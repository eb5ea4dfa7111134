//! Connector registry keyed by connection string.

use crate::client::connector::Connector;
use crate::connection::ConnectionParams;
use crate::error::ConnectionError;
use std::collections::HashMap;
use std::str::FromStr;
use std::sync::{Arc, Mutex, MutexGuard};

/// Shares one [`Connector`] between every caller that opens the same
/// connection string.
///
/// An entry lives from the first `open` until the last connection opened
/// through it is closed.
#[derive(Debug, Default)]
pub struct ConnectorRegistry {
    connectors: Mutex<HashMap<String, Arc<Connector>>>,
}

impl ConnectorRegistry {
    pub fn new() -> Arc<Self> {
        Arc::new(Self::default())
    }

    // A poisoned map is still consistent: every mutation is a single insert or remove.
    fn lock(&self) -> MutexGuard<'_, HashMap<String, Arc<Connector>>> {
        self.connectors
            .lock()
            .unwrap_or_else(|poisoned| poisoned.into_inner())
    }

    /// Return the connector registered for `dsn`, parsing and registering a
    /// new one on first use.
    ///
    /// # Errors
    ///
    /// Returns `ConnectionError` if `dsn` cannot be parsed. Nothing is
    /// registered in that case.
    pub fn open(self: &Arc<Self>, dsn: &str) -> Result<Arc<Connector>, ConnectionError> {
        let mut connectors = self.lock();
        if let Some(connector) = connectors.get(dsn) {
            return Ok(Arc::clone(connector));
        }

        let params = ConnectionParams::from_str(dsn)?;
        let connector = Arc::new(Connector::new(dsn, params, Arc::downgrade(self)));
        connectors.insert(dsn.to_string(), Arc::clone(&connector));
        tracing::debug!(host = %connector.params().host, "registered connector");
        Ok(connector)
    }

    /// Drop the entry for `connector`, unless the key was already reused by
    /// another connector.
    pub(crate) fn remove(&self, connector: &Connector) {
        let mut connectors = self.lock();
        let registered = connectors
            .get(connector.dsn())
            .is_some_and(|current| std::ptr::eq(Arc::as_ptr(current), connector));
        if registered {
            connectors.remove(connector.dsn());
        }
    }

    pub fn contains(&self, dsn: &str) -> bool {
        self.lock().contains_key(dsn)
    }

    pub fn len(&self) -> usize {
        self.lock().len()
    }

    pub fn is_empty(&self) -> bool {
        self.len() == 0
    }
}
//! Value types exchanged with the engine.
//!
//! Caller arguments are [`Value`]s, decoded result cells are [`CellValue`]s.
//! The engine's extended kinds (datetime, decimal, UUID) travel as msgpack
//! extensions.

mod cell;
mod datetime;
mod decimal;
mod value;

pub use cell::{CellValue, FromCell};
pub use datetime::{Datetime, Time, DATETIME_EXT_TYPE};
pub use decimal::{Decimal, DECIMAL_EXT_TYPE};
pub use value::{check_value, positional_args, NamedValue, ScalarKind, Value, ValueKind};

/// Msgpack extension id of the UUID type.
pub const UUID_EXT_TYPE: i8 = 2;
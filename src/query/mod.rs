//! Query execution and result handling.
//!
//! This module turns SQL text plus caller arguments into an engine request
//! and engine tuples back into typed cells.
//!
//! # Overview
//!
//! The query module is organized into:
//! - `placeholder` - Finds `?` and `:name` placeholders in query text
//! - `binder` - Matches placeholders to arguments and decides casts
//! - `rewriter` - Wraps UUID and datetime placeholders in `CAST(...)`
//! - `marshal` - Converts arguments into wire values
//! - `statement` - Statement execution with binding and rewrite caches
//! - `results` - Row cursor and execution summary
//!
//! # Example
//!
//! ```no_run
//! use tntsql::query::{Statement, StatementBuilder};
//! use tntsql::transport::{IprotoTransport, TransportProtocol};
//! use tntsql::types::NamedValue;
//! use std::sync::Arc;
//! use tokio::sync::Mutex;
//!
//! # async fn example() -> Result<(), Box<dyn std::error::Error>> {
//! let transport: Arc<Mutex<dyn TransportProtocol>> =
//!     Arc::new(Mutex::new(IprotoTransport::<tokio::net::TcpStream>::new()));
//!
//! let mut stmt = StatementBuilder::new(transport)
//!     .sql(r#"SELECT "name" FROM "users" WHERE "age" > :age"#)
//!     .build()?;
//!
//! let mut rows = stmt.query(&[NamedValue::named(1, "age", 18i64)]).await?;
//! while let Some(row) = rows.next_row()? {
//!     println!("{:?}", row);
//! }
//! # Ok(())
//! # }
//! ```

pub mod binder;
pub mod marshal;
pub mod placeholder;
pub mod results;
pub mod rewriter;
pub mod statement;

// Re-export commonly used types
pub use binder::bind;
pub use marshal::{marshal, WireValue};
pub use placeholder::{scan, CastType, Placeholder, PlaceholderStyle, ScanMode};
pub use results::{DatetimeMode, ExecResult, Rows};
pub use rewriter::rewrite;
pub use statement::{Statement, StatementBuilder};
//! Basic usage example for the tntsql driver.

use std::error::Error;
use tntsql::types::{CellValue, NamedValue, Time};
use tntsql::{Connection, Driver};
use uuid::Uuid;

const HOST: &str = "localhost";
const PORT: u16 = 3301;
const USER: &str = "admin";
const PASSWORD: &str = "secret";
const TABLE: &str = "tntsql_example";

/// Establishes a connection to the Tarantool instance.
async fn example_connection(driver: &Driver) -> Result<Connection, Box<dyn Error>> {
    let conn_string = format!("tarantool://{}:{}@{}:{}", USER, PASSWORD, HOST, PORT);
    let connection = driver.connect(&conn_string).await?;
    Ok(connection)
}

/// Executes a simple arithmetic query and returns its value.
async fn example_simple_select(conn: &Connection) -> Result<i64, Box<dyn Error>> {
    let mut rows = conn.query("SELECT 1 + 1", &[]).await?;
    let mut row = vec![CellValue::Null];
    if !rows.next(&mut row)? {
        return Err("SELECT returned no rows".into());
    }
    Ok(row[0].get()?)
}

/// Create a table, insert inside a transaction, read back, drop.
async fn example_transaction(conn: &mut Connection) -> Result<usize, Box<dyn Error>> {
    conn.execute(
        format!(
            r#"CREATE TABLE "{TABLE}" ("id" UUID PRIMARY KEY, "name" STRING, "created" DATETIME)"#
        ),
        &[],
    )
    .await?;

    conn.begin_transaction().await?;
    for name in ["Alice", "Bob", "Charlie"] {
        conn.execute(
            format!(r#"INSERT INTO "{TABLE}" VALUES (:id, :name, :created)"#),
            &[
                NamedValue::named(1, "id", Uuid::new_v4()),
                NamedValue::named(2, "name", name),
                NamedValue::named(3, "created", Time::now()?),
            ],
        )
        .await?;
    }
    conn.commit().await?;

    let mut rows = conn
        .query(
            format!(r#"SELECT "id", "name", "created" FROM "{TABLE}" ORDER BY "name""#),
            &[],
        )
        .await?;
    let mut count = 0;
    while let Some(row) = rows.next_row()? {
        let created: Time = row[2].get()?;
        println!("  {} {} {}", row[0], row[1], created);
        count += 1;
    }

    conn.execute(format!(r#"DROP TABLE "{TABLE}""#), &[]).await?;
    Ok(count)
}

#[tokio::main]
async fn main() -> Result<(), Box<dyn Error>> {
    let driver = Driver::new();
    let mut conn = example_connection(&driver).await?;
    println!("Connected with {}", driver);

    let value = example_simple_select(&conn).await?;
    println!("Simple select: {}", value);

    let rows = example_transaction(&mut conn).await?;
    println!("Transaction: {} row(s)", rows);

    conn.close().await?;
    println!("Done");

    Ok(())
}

☆ ☆ ☆ ☆ ☆ ☆ ☆

The records above must be repeated exactly, every one of them.

■ **YOUR RESPONSE**:
repository eb5ea4dfa7111134
//! Connector registry keyed by connection string.

use crate::client::connector::Connector;
use crate::connection::ConnectionParams;
use crate::error::ConnectionError;
use std::collections::HashMap;
use std::str::FromStr;
use std::sync::{Arc, Mutex, MutexGuard};

/// Shares one [`Connector`] between every caller that opens the same
/// connection string.
///
/// An entry lives from the first `open` until the last connection opened
/// through it is closed.
#[derive(Debug, Default)]
pub struct ConnectorRegistry {
    connectors: Mutex<HashMap<String, Arc<Connector>>>,
}

impl ConnectorRegistry {
    pub fn new() -> Arc<Self> {
        Arc::new(Self::default())
    }

    // A poisoned map is still consistent: every mutation is a single insert or remove.
    fn lock(&self) -> MutexGuard<'_, HashMap<String, Arc<Connector>>> {
        self.connectors
            .lock()
            .unwrap_or_else(|poisoned| poisoned.into_inner())
    }

    /// Return the connector registered for `dsn`, parsing and registering a
    /// new one on first use.
    ///
    /// # Errors
    ///
    /// Returns `ConnectionError` if `dsn` cannot be parsed. Nothing is
    /// registered in that case.
    pub fn open(self: &Arc<Self>, dsn: &str) -> Result<Arc<Connector>, ConnectionError> {
        let mut connectors = self.lock();
        if let Some(connector) = connectors.get(dsn) {
            return Ok(Arc::clone(connector));
        }

        let params = ConnectionParams::from_str(dsn)?;
        let connector = Arc::new(Connector::new(dsn, params, Arc::downgrade(self)));
        connectors.insert(dsn.to_string(), Arc::clone(&connector));
        tracing::debug!(host = %connector.params().host, "registered connector");
        Ok(connector)
    }

    /// Drop the entry for `connector`, unless the key was already reused by
    /// another connector.
    pub(crate) fn remove(&self, connector: &Connector) {
        let mut connectors = self.lock();
        let registered = connectors
            .get(connector.dsn())
            .is_some_and(|current| std::ptr::eq(Arc::as_ptr(current), connector));
        if registered {
            connectors.remove(connector.dsn());
        }
    }

    pub fn contains(&self, dsn: &str) -> bool {
        self.lock().contains_key(dsn)
    }

    pub fn len(&self) -> usize {
        self.lock().len()
    }

    pub fn is_empty(&self) -> bool {
        self.len() == 0
    }
}
//! Value types exchanged with the engine.
//!
//! Caller arguments are [`Value`]s, decoded result cells are [`CellValue`]s.
//! The engine's extended kinds (datetime, decimal, UUID) travel as msgpack
//! extensions.

mod cell;
mod datetime;
mod decimal;
mod value;

pub use cell::{CellValue, FromCell};
pub use datetime::{Datetime, Time, DATETIME_EXT_TYPE};
pub use decimal::{Decimal, DECIMAL_EXT_TYPE};
pub use value::{check_value, positional_args, NamedValue, ScalarKind, Value, ValueKind};

/// Msgpack extension id of the UUID type.
pub const UUID_EXT_TYPE: i8 = 2;
filename src/query/mod.rs
//! Query execution and result handling.
//!
//! This module turns SQL text plus caller arguments into an engine request
//! and engine tuples back into typed cells.
//!
//! # Overview
//!
//! The query module is organized into:
//! - `placeholder` - Finds `?` and `:name` placeholders in query text
//! - `binder` - Matches placeholders to arguments and decides casts
//! - `rewriter` - Wraps UUID and datetime placeholders in `CAST(...)`
//! - `marshal` - Converts arguments into wire values
//! - `statement` - Statement execution with binding and rewrite caches
//! - `results` - Row cursor and execution summary
//!
//! # Example
//!
//! ```no_run
//! use tntsql::query::{Statement, StatementBuilder};
//! use tntsql::transport::{IprotoTransport, TransportProtocol};
//! use tntsql::types::NamedValue;
//! use std::sync::Arc;
//! use tokio::sync::Mutex;
//!
//! # async fn example() -> Result<(), Box<dyn std::error::Error>> {
//! let transport: Arc<Mutex<dyn TransportProtocol>> =
//!     Arc::new(Mutex::new(IprotoTransport::<tokio::net::TcpStream>::new()));
//!
//! let mut stmt = StatementBuilder::new(transport)
//!     .sql(r#"SELECT "name" FROM "users" WHERE "age" > :age"#)
//!     .build()?;
//!
//! let mut rows = stmt.query(&[NamedValue::named(1, "age", 18i64)]).await?;
//! while let Some(row) = rows.next_row()? {
//!     println!("{:?}", row);
//! }
//! # Ok(())
//! # }
//! ```

pub mod binder;
pub mod marshal;
pub mod placeholder;
pub mod results;
pub mod rewriter;
pub mod statement;

// Re-export commonly used types
pub use binder::bind;
pub use marshal::{marshal, WireValue};
pub use placeholder::{scan, CastType, Placeholder, PlaceholderStyle, ScanMode};
pub use results::{DatetimeMode, ExecResult, Rows};
pub use rewriter::rewrite;
pub use statement::{Statement, StatementBuilder};
//! Basic usage example for the tntsql driver.

use std::error::Error;
use tntsql::types::{CellValue, NamedValue, Time};
use tntsql::{Connection, Driver};
use uuid::Uuid;

const HOST: &str = "localhost";
const PORT: u16 = 3301;
const USER: &str = "admin";
const PASSWORD: &str = "secret";
const TABLE: &str = "tntsql_example";

/// Establishes a connection to the Tarantool instance.
async fn example_connection(driver: &Driver) -> Result<Connection, Box<dyn Error>> {
    let conn_string = format!("tarantool://{}:{}@{}:{}", USER, PASSWORD, HOST, PORT);
    let connection = driver.connect(&conn_string).await?;
    Ok(connection)
}

/// Executes a simple arithmetic query and returns its value.
async fn example_simple_select(conn: &Connection) -> Result<i64, Box<dyn Error>> {
    let mut rows = conn.query("SELECT 1 + 1", &[]).await?;
    let mut row = vec![CellValue::Null];
    if !rows.next(&mut row)? {
        return Err("SELECT returned no rows".into());
    }
    Ok(row[0].get()?)
}

/// Create a table, insert inside a transaction, read back, drop.
async fn example_transaction(conn: &mut Connection) -> Result<usize, Box<dyn Error>> {
    conn.execute(
        format!(
            r#"CREATE TABLE "{TABLE}" ("id" UUID PRIMARY KEY, "name" STRING, "created" DATETIME)"#
        ),
        &[],
    )
    .await?;

    conn.begin_transaction().await?;
    for name in ["Alice", "Bob", "Charlie"] {
        conn.execute(
            format!(r#"INSERT INTO "{TABLE}" VALUES (:id, :name, :created)"#),
            &[
                NamedValue::named(1, "id", Uuid::new_v4()),
                NamedValue::named(2, "name", name),
                NamedValue::named(3, "created", Time::now()?),
            ],
        )
        .await?;
    }
    conn.commit().await?;

    let mut rows = conn
        .query(
            format!(r#"SELECT "id", "name", "created" FROM "{TABLE}" ORDER BY "name""#),
            &[],
        )
        .await?;
    let mut count = 0;
    while let Some(row) = rows.next_row()? {
        let created: Time = row[2].get()?;
        println!("  {} {} {}", row[0], row[1], created);
        count += 1;
    }

    conn.execute(format!(r#"DROP TABLE "{TABLE}""#), &[]).await?;
    Ok(count)
}

#[tokio::main]
async fn main() -> Result<(), Box<dyn Error>> {
    let driver = Driver::new();
    let mut conn = example_connection(&driver).await?;
    println!("Connected with {}", driver);

    let value = example_simple_select(&conn).await?;
    println!("Simple select: {}", value);

    let rows = example_transaction(&mut conn).await?;
    println!("Transaction: {} row(s)", rows);

    conn.close().await?;
    println!("Done");

    Ok(())
}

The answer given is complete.